START Entries shown
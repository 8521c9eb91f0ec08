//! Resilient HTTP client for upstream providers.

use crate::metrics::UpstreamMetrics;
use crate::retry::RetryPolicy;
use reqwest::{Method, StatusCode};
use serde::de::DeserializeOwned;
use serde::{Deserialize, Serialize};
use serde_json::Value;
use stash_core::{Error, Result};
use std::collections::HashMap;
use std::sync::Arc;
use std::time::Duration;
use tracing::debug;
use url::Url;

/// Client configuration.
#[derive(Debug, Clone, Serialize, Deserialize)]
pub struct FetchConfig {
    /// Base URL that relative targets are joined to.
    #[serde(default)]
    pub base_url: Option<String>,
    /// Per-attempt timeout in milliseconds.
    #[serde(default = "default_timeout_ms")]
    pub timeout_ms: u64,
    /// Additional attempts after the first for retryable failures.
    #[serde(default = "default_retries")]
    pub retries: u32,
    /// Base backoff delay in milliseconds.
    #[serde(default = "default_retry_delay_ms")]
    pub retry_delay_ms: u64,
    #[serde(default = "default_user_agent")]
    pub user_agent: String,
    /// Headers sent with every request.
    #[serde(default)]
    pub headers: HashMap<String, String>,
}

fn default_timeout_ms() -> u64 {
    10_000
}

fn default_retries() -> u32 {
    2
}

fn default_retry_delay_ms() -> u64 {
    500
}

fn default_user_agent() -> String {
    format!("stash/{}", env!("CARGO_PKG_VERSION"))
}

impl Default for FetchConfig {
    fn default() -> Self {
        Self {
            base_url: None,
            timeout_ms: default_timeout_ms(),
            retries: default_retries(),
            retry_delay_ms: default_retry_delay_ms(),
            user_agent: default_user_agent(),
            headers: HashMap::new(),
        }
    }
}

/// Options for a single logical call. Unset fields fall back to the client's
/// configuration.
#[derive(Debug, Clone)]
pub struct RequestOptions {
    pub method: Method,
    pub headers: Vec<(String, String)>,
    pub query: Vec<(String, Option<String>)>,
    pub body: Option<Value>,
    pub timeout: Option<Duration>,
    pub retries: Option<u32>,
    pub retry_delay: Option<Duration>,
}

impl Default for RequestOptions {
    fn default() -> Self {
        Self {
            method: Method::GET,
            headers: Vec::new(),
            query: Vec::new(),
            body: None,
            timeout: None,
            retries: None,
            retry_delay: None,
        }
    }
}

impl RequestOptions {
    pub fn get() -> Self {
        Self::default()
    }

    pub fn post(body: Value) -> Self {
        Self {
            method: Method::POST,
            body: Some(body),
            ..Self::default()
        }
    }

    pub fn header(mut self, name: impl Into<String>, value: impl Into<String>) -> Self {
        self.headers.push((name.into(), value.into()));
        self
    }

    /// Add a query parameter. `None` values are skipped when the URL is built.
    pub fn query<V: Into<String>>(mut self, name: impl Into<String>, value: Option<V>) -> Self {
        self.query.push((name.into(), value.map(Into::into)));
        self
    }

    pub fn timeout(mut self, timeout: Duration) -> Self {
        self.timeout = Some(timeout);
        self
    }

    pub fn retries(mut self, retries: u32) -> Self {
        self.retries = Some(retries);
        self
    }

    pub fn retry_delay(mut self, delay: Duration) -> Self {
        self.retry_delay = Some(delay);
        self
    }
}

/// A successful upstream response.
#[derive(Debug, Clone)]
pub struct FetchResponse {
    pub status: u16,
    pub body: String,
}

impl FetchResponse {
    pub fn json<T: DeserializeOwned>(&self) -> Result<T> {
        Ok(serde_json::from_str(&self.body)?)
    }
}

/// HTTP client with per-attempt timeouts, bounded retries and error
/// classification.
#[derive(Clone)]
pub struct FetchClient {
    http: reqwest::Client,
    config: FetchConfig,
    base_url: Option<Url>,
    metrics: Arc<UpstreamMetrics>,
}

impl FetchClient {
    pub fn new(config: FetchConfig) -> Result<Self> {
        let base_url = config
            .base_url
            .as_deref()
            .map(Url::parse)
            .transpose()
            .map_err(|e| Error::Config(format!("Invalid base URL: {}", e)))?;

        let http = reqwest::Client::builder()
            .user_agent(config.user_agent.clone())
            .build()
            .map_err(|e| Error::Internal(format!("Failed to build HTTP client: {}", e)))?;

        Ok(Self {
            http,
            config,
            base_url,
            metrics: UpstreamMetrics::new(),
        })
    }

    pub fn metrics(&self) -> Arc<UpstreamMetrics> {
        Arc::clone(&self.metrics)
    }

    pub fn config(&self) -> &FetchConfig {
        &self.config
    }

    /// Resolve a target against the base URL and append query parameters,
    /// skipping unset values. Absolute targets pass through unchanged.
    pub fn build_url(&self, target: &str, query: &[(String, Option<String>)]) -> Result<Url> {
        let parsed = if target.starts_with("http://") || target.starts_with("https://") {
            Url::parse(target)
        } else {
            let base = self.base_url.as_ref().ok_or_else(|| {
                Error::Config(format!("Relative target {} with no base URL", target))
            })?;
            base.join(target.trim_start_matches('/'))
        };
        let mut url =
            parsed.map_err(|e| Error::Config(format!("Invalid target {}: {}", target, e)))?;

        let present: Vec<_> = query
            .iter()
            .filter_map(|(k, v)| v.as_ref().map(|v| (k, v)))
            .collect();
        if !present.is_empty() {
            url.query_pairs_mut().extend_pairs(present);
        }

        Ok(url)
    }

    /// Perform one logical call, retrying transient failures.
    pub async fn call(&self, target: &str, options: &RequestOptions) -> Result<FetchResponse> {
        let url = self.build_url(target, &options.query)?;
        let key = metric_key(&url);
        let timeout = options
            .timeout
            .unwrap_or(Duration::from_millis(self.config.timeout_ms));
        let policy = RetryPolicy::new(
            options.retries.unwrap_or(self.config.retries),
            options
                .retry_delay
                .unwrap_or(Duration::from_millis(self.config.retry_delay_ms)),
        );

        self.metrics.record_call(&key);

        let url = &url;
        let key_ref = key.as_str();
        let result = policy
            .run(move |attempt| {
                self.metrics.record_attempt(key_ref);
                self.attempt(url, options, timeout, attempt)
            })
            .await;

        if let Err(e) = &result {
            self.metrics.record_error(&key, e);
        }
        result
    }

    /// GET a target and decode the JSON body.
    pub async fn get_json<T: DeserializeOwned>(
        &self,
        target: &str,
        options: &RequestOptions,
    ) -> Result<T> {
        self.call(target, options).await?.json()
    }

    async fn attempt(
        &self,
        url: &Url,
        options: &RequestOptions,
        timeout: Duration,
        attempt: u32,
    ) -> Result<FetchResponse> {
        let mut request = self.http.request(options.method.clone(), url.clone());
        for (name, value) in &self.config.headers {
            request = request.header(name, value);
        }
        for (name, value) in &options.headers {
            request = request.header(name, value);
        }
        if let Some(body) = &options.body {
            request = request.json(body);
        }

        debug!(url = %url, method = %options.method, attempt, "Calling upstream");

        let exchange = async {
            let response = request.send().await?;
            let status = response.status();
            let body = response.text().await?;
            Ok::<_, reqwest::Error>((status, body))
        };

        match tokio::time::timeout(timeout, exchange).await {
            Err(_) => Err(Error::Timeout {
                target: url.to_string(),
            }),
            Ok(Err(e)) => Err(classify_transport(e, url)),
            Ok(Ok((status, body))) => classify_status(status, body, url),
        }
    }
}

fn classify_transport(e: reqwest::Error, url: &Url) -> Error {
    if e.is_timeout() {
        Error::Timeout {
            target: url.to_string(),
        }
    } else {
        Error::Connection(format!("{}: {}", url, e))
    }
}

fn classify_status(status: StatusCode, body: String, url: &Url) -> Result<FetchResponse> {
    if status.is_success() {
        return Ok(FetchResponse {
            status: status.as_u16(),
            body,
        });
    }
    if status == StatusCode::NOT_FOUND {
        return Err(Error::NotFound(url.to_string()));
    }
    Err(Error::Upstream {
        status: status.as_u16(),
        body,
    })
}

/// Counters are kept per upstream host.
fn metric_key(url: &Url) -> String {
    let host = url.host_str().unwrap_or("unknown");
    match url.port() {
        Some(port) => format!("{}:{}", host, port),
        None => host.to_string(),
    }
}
END Entries shown
START Entries shown
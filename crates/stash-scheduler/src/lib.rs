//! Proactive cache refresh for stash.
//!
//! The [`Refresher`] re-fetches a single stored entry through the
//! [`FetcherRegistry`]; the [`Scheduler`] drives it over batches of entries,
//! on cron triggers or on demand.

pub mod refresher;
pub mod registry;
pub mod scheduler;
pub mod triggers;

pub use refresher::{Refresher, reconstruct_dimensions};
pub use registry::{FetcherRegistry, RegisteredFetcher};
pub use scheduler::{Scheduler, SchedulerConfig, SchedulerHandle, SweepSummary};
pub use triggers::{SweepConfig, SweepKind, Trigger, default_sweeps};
END Entries shown
**About this exercise:** Would you print, exactly as written, every line above from the one holding "self.call(target, options).await?.json()" through the one holding "let body = response.text().await?;", with both included and no other lines?

**Finished exercise:**
        self.call(target, options).await?.json()
    }

    async fn attempt(
        &self,
        url: &Url,
        options: &RequestOptions,
        timeout: Duration,
        attempt: u32,
    ) -> Result<FetchResponse> {
        let mut request = self.http.request(options.method.clone(), url.clone());
        for (name, value) in &self.config.headers {
            request = request.header(name, value);
        }
        for (name, value) in &options.headers {
            request = request.header(name, value);
        }
        if let Some(body) = &options.body {
            request = request.json(body);
        }

        debug!(url = %url, method = %options.method, attempt, "Calling upstream");

        let exchange = async {
            let response = request.send().await?;
            let status = response.status();
            let body = response.text().await?;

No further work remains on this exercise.